Source material: Begin

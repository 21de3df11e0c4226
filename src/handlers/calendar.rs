// src/handlers/calendar.rs

use std::convert::Infallible;

use axum::{
    extract::{Path, State},
    http::StatusCode,
    response::{
        sse::{Event, KeepAlive, Sse},
        IntoResponse,
    },
    Json,
};
use chrono::NaiveDate;
use futures::stream::{self, Stream};
use tokio::sync::broadcast::error::RecvError;
use uuid::Uuid;
use validator::Validate;

use crate::{
    common::error::{ApiError, AppError},
    config::AppState,
    middleware::{
        auth::AuthenticatedUser,
        i18n::Locale,
        modules::{CalendarModule, RequireModule},
    },
    models::calendar::{AdjustCapacityPayload, CalendarEvent, CreateEventPayload, DayView, MonthView},
    services::change_feed::ChangeTopic,
};

#[utoipa::path(
    get,
    path = "/api/calendar/{year}/{month}",
    tag = "Calendar",
    security(("api_jwt" = [])),
    params(
        ("year" = i32, Path, example = 2025),
        ("month" = u32, Path, example = 10)
    ),
    responses(
        (status = 200, description = "Vista del mes", body = MonthView),
        (status = 400, description = "Mes inválido")
    )
)]
pub async fn get_month(
    State(app_state): State<AppState>,
    locale: Locale,
    _guard: RequireModule<CalendarModule>,
    Path((year, month)): Path<(i32, u32)>,
) -> Result<impl IntoResponse, ApiError> {
    let view = app_state
        .calendar_service
        .month_view(year, month)
        .await
        .map_err(|e| e.to_api_error(&locale, &app_state.i18n_store))?;
    Ok(Json(view))
}

fn month_event(view: &MonthView) -> Result<Event, Infallible> {
    Ok(Event::default()
        .event("month")
        .json_data(view)
        .unwrap_or_else(|e| {
            tracing::error!("No se pudo serializar el mes {}: {}", view.month_id, e);
            Event::default().event("error")
        }))
}

/// Suscripción al mes: la vista completa al conectar y tras cada cambio.
#[utoipa::path(
    get,
    path = "/api/calendar/{year}/{month}/stream",
    tag = "Calendar",
    security(("api_jwt" = [])),
    params(
        ("year" = i32, Path, example = 2025),
        ("month" = u32, Path, example = 10)
    ),
    responses(
        (status = 200, description = "Eventos 'month' con la vista del mes", content_type = "text/event-stream", body = MonthView)
    )
)]
pub async fn stream_month(
    State(app_state): State<AppState>,
    locale: Locale,
    _guard: RequireModule<CalendarModule>,
    Path((year, month)): Path<(i32, u32)>,
) -> Result<Sse<impl Stream<Item = Result<Event, Infallible>>>, ApiError> {
    let initial = app_state
        .calendar_service
        .month_view(year, month)
        .await
        .map_err(|e| e.to_api_error(&locale, &app_state.i18n_store))?;

    let topic = ChangeTopic::Calendar(initial.month_id.clone());
    let receiver = app_state.change_feed.subscribe();
    let service = app_state.calendar_service.clone();

    // La suscripción vive lo que la conexión
    let events = stream::unfold(
        (Some(initial), receiver, service),
        move |(pending, mut receiver, service)| {
            let topic = topic.clone();
            async move {
                if let Some(view) = pending {
                    return Some((month_event(&view), (None, receiver, service)));
                }

                loop {
                    match receiver.recv().await {
                        Ok(changed) if changed == topic => break,
                        Ok(_) => continue,
                        Err(RecvError::Lagged(skipped)) => {
                            tracing::warn!("Suscriptor de {} atrasado ({} cambios)", topic, skipped);
                            break;
                        }
                        Err(RecvError::Closed) => return None,
                    }
                }

                let event = match service.month_view(year, month).await {
                    Ok(view) => month_event(&view),
                    Err(e) => {
                        tracing::error!("No se pudo recargar {}: {}", topic, e);
                        Ok(Event::default().event("error"))
                    }
                };
                Some((event, (None, receiver, service)))
            }
        },
    );

    Ok(Sse::new(events).keep_alive(KeepAlive::default()))
}

#[utoipa::path(
    post,
    path = "/api/calendar/days/{date}/capacity",
    tag = "Calendar",
    security(("api_jwt" = [])),
    params(("date" = String, Path, example = "2025-10-14")),
    request_body = AdjustCapacityPayload,
    responses(
        (status = 200, description = "Día actualizado", body = DayView),
        (status = 400, description = "Fin de semana o festivo"),
        (status = 403, description = "Solo dirección")
    )
)]
pub async fn adjust_capacity(
    State(app_state): State<AppState>,
    locale: Locale,
    AuthenticatedUser(user): AuthenticatedUser,
    _guard: RequireModule<CalendarModule>,
    Path(date): Path<NaiveDate>,
    Json(payload): Json<AdjustCapacityPayload>,
) -> Result<impl IntoResponse, ApiError> {
    let day = app_state
        .calendar_service
        .adjust_capacity(date, payload.step, &user)
        .await
        .map_err(|e| e.to_api_error(&locale, &app_state.i18n_store))?;
    Ok(Json(day))
}

#[utoipa::path(
    post,
    path = "/api/calendar/days/{date}/holiday",
    tag = "Calendar",
    security(("api_jwt" = [])),
    params(("date" = String, Path, example = "2025-12-08")),
    responses(
        (status = 200, description = "Marca de festivo invertida", body = DayView),
        (status = 400, description = "Fin de semana"),
        (status = 403, description = "Solo dirección")
    )
)]
pub async fn toggle_holiday(
    State(app_state): State<AppState>,
    locale: Locale,
    AuthenticatedUser(user): AuthenticatedUser,
    _guard: RequireModule<CalendarModule>,
    Path(date): Path<NaiveDate>,
) -> Result<impl IntoResponse, ApiError> {
    let day = app_state
        .calendar_service
        .toggle_holiday(date, &user)
        .await
        .map_err(|e| e.to_api_error(&locale, &app_state.i18n_store))?;
    Ok(Json(day))
}

#[utoipa::path(
    post,
    path = "/api/calendar/days/{date}/events",
    tag = "Calendar",
    security(("api_jwt" = [])),
    params(("date" = String, Path, example = "2025-10-14")),
    request_body = CreateEventPayload,
    responses(
        (status = 201, description = "Evento creado", body = CalendarEvent),
        (status = 403, description = "Solo equipo directivo")
    )
)]
pub async fn add_event(
    State(app_state): State<AppState>,
    locale: Locale,
    AuthenticatedUser(user): AuthenticatedUser,
    _guard: RequireModule<CalendarModule>,
    Path(date): Path<NaiveDate>,
    Json(payload): Json<CreateEventPayload>,
) -> Result<impl IntoResponse, ApiError> {
    payload
        .validate()
        .map_err(|e| AppError::ValidationError(e).to_api_error(&locale, &app_state.i18n_store))?;

    let event = app_state
        .calendar_service
        .add_event(date, &payload, &user)
        .await
        .map_err(|e| e.to_api_error(&locale, &app_state.i18n_store))?;
    Ok((StatusCode::CREATED, Json(event)))
}

#[utoipa::path(
    delete,
    path = "/api/calendar/events/{id}",
    tag = "Calendar",
    security(("api_jwt" = [])),
    params(("id" = Uuid, Path)),
    responses(
        (status = 204, description = "Evento eliminado"),
        (status = 404, description = "No existe")
    )
)]
pub async fn remove_event(
    State(app_state): State<AppState>,
    locale: Locale,
    AuthenticatedUser(user): AuthenticatedUser,
    _guard: RequireModule<CalendarModule>,
    Path(id): Path<Uuid>,
) -> Result<impl IntoResponse, ApiError> {
    app_state
        .calendar_service
        .remove_event(id, &user)
        .await
        .map_err(|e| e.to_api_error(&locale, &app_state.i18n_store))?;
    Ok(StatusCode::NO_CONTENT)
}
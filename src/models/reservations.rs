// src/models/reservations.rs

use chrono::{DateTime, NaiveDate, Utc};
use serde::{Deserialize, Serialize};
use sqlx::FromRow;
use utoipa::{IntoParams, ToSchema};
use uuid::Uuid;
use validator::Validate;

#[derive(Debug, Clone, Copy, PartialEq, Eq, Serialize, Deserialize, sqlx::Type, ToSchema)]
#[sqlx(type_name = "resource_kind", rename_all = "lowercase")]
#[serde(rename_all = "lowercase")]
pub enum ResourceKind {
    Sum,
    Cart,
}

impl ResourceKind {
    pub fn as_str(&self) -> &'static str {
        match self {
            ResourceKind::Sum => "sum",
            ResourceKind::Cart => "cart",
        }
    }
}

/// Franja horaria fija de la jornada.
#[derive(Debug, Clone, Copy, PartialEq, Eq, Serialize, ToSchema)]
#[serde(rename_all = "camelCase")]
pub struct TimeSlot {
    pub index: i16,
    pub label: &'static str,
    pub is_break: bool,
}

pub const TIME_SLOTS: [TimeSlot; 7] = [
    TimeSlot { index: 0, label: "08:00 - 09:00", is_break: false },
    TimeSlot { index: 1, label: "09:00 - 10:00", is_break: false },
    TimeSlot { index: 2, label: "10:00 - 11:00", is_break: false },
    TimeSlot { index: 3, label: "11:00 - 11:30 (Recreo)", is_break: true },
    TimeSlot { index: 4, label: "11:30 - 12:30", is_break: false },
    TimeSlot { index: 5, label: "12:30 - 13:30", is_break: false },
    TimeSlot { index: 6, label: "13:30 - 14:30", is_break: false },
];

pub fn time_slot(index: i16) -> Option<&'static TimeSlot> {
    TIME_SLOTS.iter().find(|slot| slot.index == index)
}

#[derive(Debug, Clone, Serialize, FromRow, ToSchema)]
#[serde(rename_all = "camelCase")]
pub struct Reservation {
    pub id: Uuid,
    pub resource: ResourceKind,
    #[schema(value_type = String, example = "2025-10-14")]
    pub reservation_date: NaiveDate,
    #[schema(example = 2)]
    pub slot_index: i16,
    #[schema(example = "10:00 - 11:00")]
    pub slot_label: String,
    pub cart_id: Option<Uuid>,
    #[schema(example = "3º ESO B - Proyecto de Tecnología")]
    pub title: String,
    pub user_id: String,
    pub user_name: String,
    pub created_at: DateTime<Utc>,
}

#[derive(Debug, Clone, Serialize, FromRow, ToSchema)]
#[serde(rename_all = "camelCase")]
pub struct Cart {
    pub id: Uuid,
    #[schema(example = "Carro 1")]
    pub name: String,
    #[schema(example = "Sala de profesores")]
    pub location: String,
    #[schema(example = "25 portátiles")]
    pub description: Option<String>,
    pub active: bool,
}

// --- Payloads ---

#[derive(Debug, Deserialize, Validate, ToSchema)]
#[serde(rename_all = "camelCase")]
pub struct CreateReservationPayload {
    #[schema(value_type = String, example = "2025-10-14")]
    pub date: NaiveDate,

    #[validate(range(min = 0, max = 6, message = "invalid_slot"))]
    pub slot_index: i16,

    pub cart_id: Option<Uuid>,

    #[validate(length(min = 1, max = 200, message = "required"))]
    pub title: String,
}

#[derive(Debug, Deserialize, IntoParams)]
#[serde(rename_all = "camelCase")]
#[into_params(parameter_in = Query)]
pub struct ReservationQuery {
    #[param(value_type = String, example = "2025-10-14")]
    pub date: NaiveDate,
    // Solo carros: filtra por carro
    pub cart_id: Option<Uuid>,
}

#[derive(Debug, Deserialize, Validate, ToSchema)]
#[serde(rename_all = "camelCase")]
pub struct CartPayload {
    #[validate(length(min = 1, message = "required"))]
    pub name: String,

    #[validate(length(min = 1, message = "required"))]
    pub location: String,

    pub description: Option<String>,

    #[serde(default = "default_active")]
    pub active: bool,
}

fn default_active() -> bool {
    true
}

#[cfg(test)]
mod tests {
    use super::*;

    #[test]
    fn slot_table_is_indexed_in_order() {
        for (position, slot) in TIME_SLOTS.iter().enumerate() {
            assert_eq!(slot.index as usize, position);
        }
        assert!(time_slot(3).unwrap().is_break);
        assert!(time_slot(7).is_none());
        assert!(time_slot(-1).is_none());
    }
}
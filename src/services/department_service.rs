// src/services/department_service.rs

use uuid::Uuid;

use crate::{
    common::error::AppError,
    db::{DepartmentRepository, UserRepository},
    models::{
        auth::Principal,
        departments::{Department, DepartmentPayload, DepartmentWithMembers},
    },
    services::visibility::Permissions,
};

#[derive(Clone)]
pub struct DepartmentService {
    department_repo: DepartmentRepository,
    user_repo: UserRepository,
}

impl DepartmentService {
    pub fn new(department_repo: DepartmentRepository, user_repo: UserRepository) -> Self {
        Self { department_repo, user_repo }
    }

    // ---
    // Administración
    // ---

    pub async fn list(&self, include_inactive: bool) -> Result<Vec<Department>, AppError> {
        self.department_repo.list(include_inactive).await
    }

    pub async fn create(&self, payload: &DepartmentPayload) -> Result<Department, AppError> {
        let department = self.department_repo.insert(payload).await?;
        tracing::info!("🏫 Departamento '{}' creado", department.name);
        Ok(department)
    }

    pub async fn update(&self, id: Uuid, payload: &DepartmentPayload) -> Result<Department, AppError> {
        self.department_repo
            .update(id, payload)
            .await?
            .ok_or_else(|| AppError::NotFound(format!("departamento {}", id)))
    }

    pub async fn deactivate(&self, id: Uuid) -> Result<(), AppError> {
        if !self.department_repo.deactivate(id).await? {
            return Err(AppError::NotFound(format!("departamento {}", id)));
        }
        tracing::info!("🏫 Departamento {} desactivado", id);
        Ok(())
    }

    // ---
    // Jefatura de departamento
    // ---

    pub async fn my_department(&self, head: &Principal) -> Result<DepartmentWithMembers, AppError> {
        let department_id = headed_department(head)?;
        let department = self
            .department_repo
            .find(department_id)
            .await?
            .ok_or_else(|| AppError::NotFound(format!("departamento {}", department_id)))?;
        let members = self.user_repo.list_by_department(department_id).await?;
        Ok(DepartmentWithMembers { department, members })
    }

    pub async fn add_member(&self, head: &Principal, email: &str) -> Result<Principal, AppError> {
        let department_id = headed_department(head)?;

        let user = self
            .user_repo
            .find_by_email(email)
            .await?
            .ok_or_else(|| AppError::NotFound(format!("usuario {}", email)))?;

        if user.department_id == Some(department_id) {
            return Err(AppError::ValidationFailed(format!(
                "{} ya pertenece al departamento",
                user.email
            )));
        }

        self.user_repo.set_department(&user.uid, Some(department_id)).await?;
        tracing::info!("🏫 {} añadido al departamento por {}", user.email, head.email);
        Ok(Principal { department_id: Some(department_id), ..user })
    }

    pub async fn remove_member(&self, head: &Principal, uid: &str) -> Result<(), AppError> {
        let department_id = headed_department(head)?;

        let user = self
            .user_repo
            .find_by_uid(uid)
            .await?
            .filter(|u| u.department_id == Some(department_id))
            .ok_or_else(|| AppError::NotFound(format!("miembro {}", uid)))?;

        self.user_repo.set_department(&user.uid, None).await?;
        tracing::info!("🏫 {} retirado del departamento por {}", user.email, head.email);
        Ok(())
    }
}

/// Departamento que dirige el usuario, si es jefe de alguno.
pub fn headed_department(principal: &Principal) -> Result<Uuid, AppError> {
    if !Permissions::for_principal(principal).is_department_head {
        return Err(AppError::Forbidden);
    }
    principal
        .department_id
        .ok_or_else(|| AppError::ValidationFailed("no tienes departamento asignado".into()))
}

#[cfg(test)]
mod tests {
    use super::*;
    use crate::models::auth::RoleTag;
    use std::collections::BTreeSet;

    fn principal(roles: &[RoleTag], department_id: Option<Uuid>) -> Principal {
        Principal {
            uid: "jefe".into(),
            email: "jefe@iesamachado.org".into(),
            display_name: None,
            is_admin: false,
            roles: roles.iter().copied().collect::<BTreeSet<_>>(),
            department_id,
        }
    }

    #[test]
    fn heads_manage_their_own_department() {
        let dept = Uuid::new_v4();
        let head = principal(&[RoleTag::JefeDepartamento], Some(dept));
        assert_eq!(headed_department(&head).unwrap(), dept);
    }

    #[test]
    fn non_heads_are_forbidden() {
        let profesor = principal(&[], Some(Uuid::new_v4()));
        assert!(matches!(headed_department(&profesor), Err(AppError::Forbidden)));
    }

    #[test]
    fn heads_without_department_are_told_so() {
        let head = principal(&[RoleTag::JefeDepartamento], None);
        assert!(matches!(headed_department(&head), Err(AppError::ValidationFailed(_))));
    }
}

Source material: End

Instructions for the task »
Please return exactly the lines from the opening line of the data above through the line with "fn month_event(view: &MonthView)", both included and nothing else.

Exercise output »
repository 21de3df11e0c4226
filename src/handlers/calendar.rs
// src/handlers/calendar.rs

use std::convert::Infallible;

use axum::{
    extract::{Path, State},
    http::StatusCode,
    response::{
        sse::{Event, KeepAlive, Sse},
        IntoResponse,
    },
    Json,
};
use chrono::NaiveDate;
use futures::stream::{self, Stream};
use tokio::sync::broadcast::error::RecvError;
use uuid::Uuid;
use validator::Validate;

use crate::{
    common::error::{ApiError, AppError},
    config::AppState,
    middleware::{
        auth::AuthenticatedUser,
        i18n::Locale,
        modules::{CalendarModule, RequireModule},
    },
    models::calendar::{AdjustCapacityPayload, CalendarEvent, CreateEventPayload, DayView, MonthView},
    services::change_feed::ChangeTopic,
};

#[utoipa::path(
    get,
    path = "/api/calendar/{year}/{month}",
    tag = "Calendar",
    security(("api_jwt" = [])),
    params(
        ("year" = i32, Path, example = 2025),
        ("month" = u32, Path, example = 10)
    ),
    responses(
        (status = 200, description = "Vista del mes", body = MonthView),
        (status = 400, description = "Mes inválido")
    )
)]
pub async fn get_month(
    State(app_state): State<AppState>,
    locale: Locale,
    _guard: RequireModule<CalendarModule>,
    Path((year, month)): Path<(i32, u32)>,
) -> Result<impl IntoResponse, ApiError> {
    let view = app_state
        .calendar_service
        .month_view(year, month)
        .await
        .map_err(|e| e.to_api_error(&locale, &app_state.i18n_store))?;
    Ok(Json(view))
}

fn month_event(view: &MonthView) -> Result<Event, Infallible> {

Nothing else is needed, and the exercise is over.